Tonight I’m drinking water
As of today, 23 months sober
Twenty-three months ago plus one day is the last time I took a drink of alcohol. I take it one day at a time—I don’t promise myself I’ll stay sober forever—I just make a deal, each day, that I’ll stay sober for that day. I learned that from people in AA and NA who had a lot of clean time.
Since stopping drinking, my bipolar has gotten way worse. I take a mood stabilizer, an antidepressant, an antipsychotic, and some other drugs (and I took them before I stopped drinking) and I don’t care what anybody says, alcohol is a fantastic suppressant of mania—maybe the best. Too bad it has so many deadly side effects. Sober, my manias are more intense and longer (5 months in one case). My psychotic symptoms are increased. I have hallucinations outside of mood episodes so my diagnosis has worsened from bipolar to schizoaffective.

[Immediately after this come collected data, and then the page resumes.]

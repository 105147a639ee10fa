//! JSON request body decoding

use crate::validation::{ErrorKind, FieldError, LocPart, Location, ValidationErrors};
use serde_json::{Map, Value};

/// Decode a JSON body; an empty body is `None`
///
/// Malformed JSON is reported at `["body", <byte offset>]`.
pub fn parse_json(body: &[u8]) -> Result<Option<Value>, ValidationErrors> {
    if body.is_empty() {
        return Ok(None);
    }

    serde_json::from_slice(body).map(Some).map_err(|e| {
        let position = byte_offset(body, e.line(), e.column());
        let message = e.to_string();
        let message = message
            .rsplit_once(" at line ")
            .map_or(message.as_str(), |(msg, _)| msg)
            .to_string();
        FieldError::at(
            vec![Location::Body.into(), LocPart::Index(position)],
            ErrorKind::JsonDecode(message),
        )
        .into()
    })
}

/// Body whose fields are embedded by name (`{"item": {...}, "importance": 1}`)
///
/// A missing body behaves like an empty object so each field reports itself missing.
pub fn embedded(body: &[u8]) -> Result<Value, ValidationErrors> {
    Ok(parse_json(body)?.unwrap_or_else(|| Value::Object(Map::new())))
}

/// Root location every body field hangs off
pub fn body_loc() -> Vec<LocPart> {
    vec![Location::Body.into()]
}

/// Convert serde_json's 1-based line/column into a byte offset
fn byte_offset(body: &[u8], line: usize, column: usize) -> usize {
    let line_start: usize = body
        .split(|b| *b == b'\n')
        .take(line.saturating_sub(1))
        .map(|l| l.len() + 1)
        .sum();
    (line_start + column.saturating_sub(1)).min(body.len())
}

I am less easygoing. I am harder to get along with. I suppress less of what I am thinking and this openness, during mania, has severed all remaining family relationships but one: my mother is the only person left in my family who speaks to me.
On the other hand, since becoming sober, and partially due to the increased mania I now experience, my writing productivity has gone through the roof. Drinking interfered with my work consistency: on a particular day I’d either write or drink. Now I only write. Instead of two books a year, this year I’ll finish six or seven. If you’re not a writer, I’ll tell you: that’s phenomenal productivity. And I only work one or two hours a day.
So being sober is a mixed bag for me. But it’s what I wanted to do and I did it. It’s how I still want to live my life and it’s how I’ll live my life today. I don’t want to be a slave to a substance.
But you know the thing that finally got me to quit for 23 months? It’s a statistic that doesn’t figure into bipolarity, schizophrenia, lost family relationships, or number of books produced. It’s number of times I drove drunk today. Number of times I risked my life and other people’s lives by getting behind the wheel of a car in a blackout drunk. I don’t care if my aunt doesn’t talk to me anymore, or my sister, or my uncle, or if doctors now think I’m schizophrenic. I woke up one day 23 months ago and said to myself: I’m never driving drunk again. So everything else can move and shift. But I wanted something, and I got it, and I’m proud as hell of it: number of times I drove drunk in the last 23 months: zero.